Data

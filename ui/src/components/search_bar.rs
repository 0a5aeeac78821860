use web_sys::HtmlInputElement;
use yew::prelude::*;

#[derive(Properties, PartialEq)]
pub struct MovieSearchBarProps {
    pub value: AttrValue,
    pub on_input_change: Callback<String>,
    pub on_search: Callback<()>,
}

/// Title input with a search button. Pressing Enter also searches.
#[function_component]
pub fn MovieSearchBar(props: &MovieSearchBarProps) -> Html {
    let on_input = {
        let on_input_change = props.on_input_change.clone();
        Callback::from(move |e: InputEvent| {
            let input: HtmlInputElement = e.target_unchecked_into();
            on_input_change.emit(input.value());
        })
    };

    let on_submit = {
        let on_search = props.on_search.clone();
        Callback::from(move |e: SubmitEvent| {
            e.prevent_default();
            on_search.emit(());
        })
    };

    html! {
        <form onsubmit={on_submit} class="flex gap-2">
            <input
                id="movie-search"
                type="search"
                value={props.value.clone()}
                oninput={on_input}
                placeholder="Search movies"
                aria-label="Search movies"
                class="flex-1 px-3 py-2 border border-neutral-300 \
                       dark:border-neutral-600 rounded-md \
                       bg-white dark:bg-neutral-800 \
                       text-neutral-900 dark:text-neutral-100 \
                       focus:outline-none focus:ring-2 focus:ring-blue-500"
            />
            <button
                id="search-button"
                type="submit"
                class="px-4 py-2 rounded-md text-sm font-medium text-white \
                       bg-blue-600 hover:bg-blue-700 \
                       transition-colors duration-200"
            >
                {"Search"}
            </button>
        </form>
    }
}
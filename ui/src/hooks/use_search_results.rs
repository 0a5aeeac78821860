use payloads::{SearchQuery, SearchResultItem};
use yew::prelude::*;

use crate::get_api_client;
use crate::state::{RequestTracker, SearchAction, SearchFlags, SearchState};

/// Hook return type for paged search results
pub struct SearchResultsHookReturn {
    pub search_data_is_loading: bool,
    pub search_results: Vec<SearchResultItem>,
    pub page_count: u32,
    /// Reissue the current query, e.g. after a failed request. Does nothing
    /// while a request is in flight.
    pub refetch: Callback<()>,
}

/// Hook to search movie titles one page at a time.
///
/// A request is issued whenever `search_query` changes. An empty query
/// clears the results without touching the network. When a request resolves
/// the two flag callbacks receive the outcome: `set_show_no_results_message`
/// is true for a search that matched nothing and `set_search_error` is true
/// for a failed request.
///
/// The flag callbacks should be stable across renders (for example built
/// with `use_callback`); the fetch callback is rebuilt whenever they change.
#[hook]
pub fn use_search_results(
    search_query: SearchQuery,
    set_show_no_results_message: Callback<bool>,
    set_search_error: Callback<bool>,
) -> SearchResultsHookReturn {
    let state = use_reducer(SearchState::default);
    let tracker = use_memo((), |_| RequestTracker::<SearchQuery>::default());

    let fetch = {
        let state = state.clone();
        let tracker = tracker.clone();

        use_callback(
            (set_show_no_results_message, set_search_error),
            move |query: SearchQuery, (set_no_results, set_error)| {
                let state = state.clone();
                let tracker = tracker.clone();
                let set_no_results = set_no_results.clone();
                let set_error = set_error.clone();

                let ticket = tracker.issue(query);
                state.dispatch(SearchAction::Begin(ticket.clone()));

                yew::platform::spawn_local(async move {
                    let api_client = get_api_client();
                    let outcome = api_client
                        .search_movies(&ticket.key)
                        .await
                        .map_err(|e| e.to_string());

                    if !tracker.is_current(&ticket) {
                        tracing::debug!(
                            query = ?ticket.key,
                            generation = ticket.generation,
                            "search superseded"
                        );
                        return;
                    }
                    if let Err(error) = &outcome {
                        tracing::warn!(query = ?ticket.key, %error, "search failed");
                    }

                    let flags = SearchFlags::from_outcome(&outcome);
                    set_no_results.emit(flags.no_results);
                    set_error.emit(flags.error);
                    state.dispatch(SearchAction::Resolve { ticket, outcome });
                });
            },
        )
    };

    // Fetch when the query or page changes
    {
        let fetch = fetch.clone();
        let state = state.clone();
        let tracker = tracker.clone();

        use_effect_with(search_query.clone(), move |query| {
            if query.is_empty() {
                tracker.clear();
                state.dispatch(SearchAction::Clear);
            } else {
                fetch.emit(query.clone());
            }
        });
    }

    let is_loading = state.is_loading;
    SearchResultsHookReturn {
        search_data_is_loading: is_loading,
        search_results: state.results.clone(),
        page_count: state.page_count,
        refetch: Callback::from(move |_| {
            // the request in flight already answers this query
            if !search_query.is_empty() && !is_loading {
                fetch.emit(search_query.clone());
            }
        }),
    }
}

How to complete this task
Every line of the data above should be copied exactly.

Completed exercise
filename ui/src/components/search_bar.rs
repository 0a5aeeac78821860
use web_sys::HtmlInputElement;
use yew::prelude::*;

#[derive(Properties, PartialEq)]
pub struct MovieSearchBarProps {
    pub value: AttrValue,
    pub on_input_change: Callback<String>,
    pub on_search: Callback<()>,
}

/// Title input with a search button. Pressing Enter also searches.
#[function_component]
pub fn MovieSearchBar(props: &MovieSearchBarProps) -> Html {
    let on_input = {
        let on_input_change = props.on_input_change.clone();
        Callback::from(move |e: InputEvent| {
            let input: HtmlInputElement = e.target_unchecked_into();
            on_input_change.emit(input.value());
        })
    };

    let on_submit = {
        let on_search = props.on_search.clone();
        Callback::from(move |e: SubmitEvent| {
            e.prevent_default();
            on_search.emit(());
        })
    };

    html! {
        <form onsubmit={on_submit} class="flex gap-2">
            <input
                id="movie-search"
                type="search"
                value={props.value.clone()}
                oninput={on_input}
                placeholder="Search movies"
                aria-label="Search movies"
                class="flex-1 px-3 py-2 border border-neutral-300 \
                       dark:border-neutral-600 rounded-md \
                       bg-white dark:bg-neutral-800 \
                       text-neutral-900 dark:text-neutral-100 \
                       focus:outline-none focus:ring-2 focus:ring-blue-500"
            />
            <button
                id="search-button"
                type="submit"
                class="px-4 py-2 rounded-md text-sm font-medium text-white \
                       bg-blue-600 hover:bg-blue-700 \
                       transition-colors duration-200"
            >
                {"Search"}
            </button>
        </form>
    }
}
filename ui/src/hooks/use_search_results.rs
repository 0a5aeeac78821860
use payloads::{SearchQuery, SearchResultItem};
use yew::prelude::*;

use crate::get_api_client;
use crate::state::{RequestTracker, SearchAction, SearchFlags, SearchState};

/// Hook return type for paged search results
pub struct SearchResultsHookReturn {
    pub search_data_is_loading: bool,
    pub search_results: Vec<SearchResultItem>,
    pub page_count: u32,
    /// Reissue the current query, e.g. after a failed request. Does nothing
    /// while a request is in flight.
    pub refetch: Callback<()>,
}

/// Hook to search movie titles one page at a time.
///
/// A request is issued whenever `search_query` changes. An empty query
/// clears the results without touching the network. When a request resolves
/// the two flag callbacks receive the outcome: `set_show_no_results_message`
/// is true for a search that matched nothing and `set_search_error` is true
/// for a failed request.
///
/// The flag callbacks should be stable across renders (for example built
/// with `use_callback`); the fetch callback is rebuilt whenever they change.
#[hook]
pub fn use_search_results(
    search_query: SearchQuery,
    set_show_no_results_message: Callback<bool>,
    set_search_error: Callback<bool>,
) -> SearchResultsHookReturn {
    let state = use_reducer(SearchState::default);
    let tracker = use_memo((), |_| RequestTracker::<SearchQuery>::default());

    let fetch = {
        let state = state.clone();
        let tracker = tracker.clone();

        use_callback(
            (set_show_no_results_message, set_search_error),
            move |query: SearchQuery, (set_no_results, set_error)| {
                let state = state.clone();
                let tracker = tracker.clone();
                let set_no_results = set_no_results.clone();
                let set_error = set_error.clone();

                let ticket = tracker.issue(query);
                state.dispatch(SearchAction::Begin(ticket.clone()));

                yew::platform::spawn_local(async move {
                    let api_client = get_api_client();
                    let outcome = api_client
                        .search_movies(&ticket.key)
                        .await
                        .map_err(|e| e.to_string());

                    if !tracker.is_current(&ticket) {
                        tracing::debug!(
                            query = ?ticket.key,
                            generation = ticket.generation,
                            "search superseded"
                        );
                        return;
                    }
                    if let Err(error) = &outcome {
                        tracing::warn!(query = ?ticket.key, %error, "search failed");
                    }

                    let flags = SearchFlags::from_outcome(&outcome);
                    set_no_results.emit(flags.no_results);
                    set_error.emit(flags.error);
                    state.dispatch(SearchAction::Resolve { ticket, outcome });
                });
            },
        )
    };

    // Fetch when the query or page changes
    {
        let fetch = fetch.clone();
        let state = state.clone();
        let tracker = tracker.clone();

        use_effect_with(search_query.clone(), move |query| {
            if query.is_empty() {
                tracker.clear();
                state.dispatch(SearchAction::Clear);
            } else {
                fetch.emit(query.clone());
            }
        });
    }

    let is_loading = state.is_loading;
    SearchResultsHookReturn {
        search_data_is_loading: is_loading,
        search_results: state.results.clone(),
        page_count: state.page_count,
        refetch: Callback::from(move |_| {
            // the request in flight already answers this query
            if !search_query.is_empty() && !is_loading {
                fetch.emit(search_query.clone());
            }
        }),
    }
}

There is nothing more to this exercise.